Beyond this course, students can apply this exact concept in their professional careers. Recent Flagler alumnus Ben Shafer explained the meaningful role Fouts’ Advanced Child Psychology course has played in his career as a social worker. Shafer described one instance in which he saw firsthand the importance of meeting children on their level.

“There was one child that was particularly difficult to engage,” Shafer said. “He was rolling a ball and I rolled it back to him and then he rolled it back and then, very slowly, I got closer and closer to him. And then finally he started opening up to me. I considered that a very, very good success.”

The use of play therapy was one of the many takeaways Shafer gained from his experience in Fouts’ course, which he said was one of his favorite classes at Flagler.

“My favorite thing about the child psychology class that Professor Fouts taught, was that a lot of it is about play therapy and how to understand children through play,” Shafer said.

In addition to learning how to form relationships with children in order to better understand their psychology, Shafer also saw himself forming closer relationships with his peers. Like Henson, Shafer found one of the most valuable gifts of the course to be the experience that he shared with his classmates.

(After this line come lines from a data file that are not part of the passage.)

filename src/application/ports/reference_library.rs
use async_trait::async_trait;

/// Issuer-specific reference text used to enrich extraction prompts.
#[async_trait]
pub trait ReferenceLibrary: Send + Sync {
    async fn reference_for(&self, issuer: &str) -> Option<String>;
}
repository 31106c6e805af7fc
mod anchor;
mod marker;
mod similarity;
mod skeleton;

pub use anchor::{
    AnchorSettings, BlockSpan, DEFAULT_FUZZY_THRESHOLD, DEFAULT_FUZZY_WINDOW_CHARS,
    resolve_spans, segment_by_anchors,
};
pub use marker::{DEFAULT_ITEM_MARKER, segment_by_marker};
pub use skeleton::{parse_skeleton, request_skeleton};

use crate::application::ports::OracleError;

#[derive(Debug, Clone, PartialEq, thiserror::Error)]
pub enum SegmentationError {
    #[error("skeleton contains no items")]
    EmptySkeleton,
    #[error("malformed skeleton: {0}")]
    InvalidSkeleton(String),
    #[error("start anchor for item {sequence} not found: {anchor:?}")]
    UnresolvedStartAnchor { sequence: u32, anchor: String },
    #[error("end anchor for item {sequence} not found: {anchor:?}")]
    UnresolvedEndAnchor { sequence: u32, anchor: String },
    #[error("item {sequence} resolved to an empty block")]
    EmptyBlock { sequence: u32 },
    #[error("item marker {0:?} not found in document")]
    MarkerNotFound(String),
    #[error("document contains no records before its footer")]
    NoRecords,
    #[error("invalid anchor: {0}")]
    InvalidAnchor(String),
    #[error("structural analysis failed: {0}")]
    Oracle(#[from] OracleError),
}
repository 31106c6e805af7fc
pub mod config;
pub mod handlers;
pub mod router;
pub mod state;

pub use config::{Environment, Settings};
pub use router::create_router;
pub use state::AppState;
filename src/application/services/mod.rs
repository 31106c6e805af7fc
mod batch_coordinator;
mod deduplication;
mod direct_extraction;
mod header_extraction;
mod issuer_identification;
mod item_parsing;
mod job_registry;
mod pipeline_orchestrator;
mod pipeline_settings;
mod prompts;
mod redaction;
pub mod segmentation;
mod worker_pool;

pub use batch_coordinator::{
    BatchCoordinator, BatchExtractionError, DEFAULT_BATCH_SIZE, parse_batch_response, plan_batches,
};
pub use deduplication::{
    CanonicalRecordSet, DeduplicationGate, PersistOutcome, canonical_item, canonicalize,
    content_hash, normalize_amount, normalize_text,
};
pub use direct_extraction::{
    DEFAULT_LOW_CONFIDENCE_THRESHOLD, DirectExtractionError, DirectExtractor,
    parse_direct_response,
};
pub use header_extraction::extract_header;
pub use issuer_identification::{
    DEFAULT_ISSUER_CONFIDENCE_THRESHOLD, identify_issuer, parse_issuer_answer,
};
pub use item_parsing::{ItemError, REQUIRED_ITEM_FIELDS, parse_header, parse_item};
pub use job_registry::{DEFAULT_SUBSCRIBER_CAPACITY, JobRegistry, SubscriberId, Subscription};
pub use pipeline_orchestrator::{
    PROGRESS_EXTRACTED, PROGRESS_ISSUER_IDENTIFIED, PROGRESS_SEGMENTED, PROGRESS_TEXT_EXTRACTED,
    PipelineError, PipelineOrchestrator,
};
pub use pipeline_settings::{ExtractionStrategy, PipelineSettings};
pub use prompts::{
    BATCH_SYSTEM_PROMPT, DIRECT_SYSTEM_PROMPT, HEADER_SYSTEM_PROMPT, ISSUER_SYSTEM_PROMPT,
    SKELETON_SYSTEM_PROMPT,
};
pub use redaction::Redactor;
pub use segmentation::SegmentationError;
pub use worker_pool::{DEFAULT_MAX_CONCURRENCY, WorkerError, WorkerPool};
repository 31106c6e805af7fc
use std::convert::Infallible;
use std::sync::Arc;

use axum::extract::State;
use axum::response::sse::{Event, KeepAlive, Sse};
use futures::Stream;

use crate::application::services::{JobRegistry, SubscriberId};
use crate::presentation::state::AppState;

/// Unregisters the subscriber when the client goes away and the stream is
/// dropped.
struct SubscriptionGuard {
    registry: Arc<JobRegistry>,
    id: SubscriberId,
}

impl Drop for SubscriptionGuard {
    fn drop(&mut self) {
        self.registry.unsubscribe(self.id);
        tracing::debug!("Event subscriber disconnected");
    }
}

/// Pushes job snapshots as they change. Delivery is best effort: a slow
/// client misses events and should re-read `GET /jobs`.
pub async fn job_events_handler(
    State(state): State<AppState>,
) -> Sse<impl Stream<Item = Result<Event, Infallible>>> {
    let subscription = state.registry.subscribe();
    let guard = SubscriptionGuard {
        registry: Arc::clone(&state.registry),
        id: subscription.id,
    };
    let mut receiver = subscription.receiver;

    let stream = async_stream::stream! {
        let _guard = guard;
        while let Some(snapshot) = receiver.recv().await {
            yield Ok::<_, Infallible>(Event::default().event("job").data(snapshot));
        }
    };

    Sse::new(stream).keep_alive(KeepAlive::default())
}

“It was a good space to discuss those successes and failures in a judgment-free zone,” Shafer said. “Not only are you learning from your own experiences, but you’re learning from other people’s experiences as well.”

Shafer said the course also played a beneficial role in his post-grad job search, providing him with the relevant experience needed for many jobs in the field of child psychology.

“This class was the shining achievement on my resume, and it was this experience that actually helped me bypass a mandatory year of working with children required to even be considered for my job,” Shafer said. “I really can’t express enough how important this class was to me.”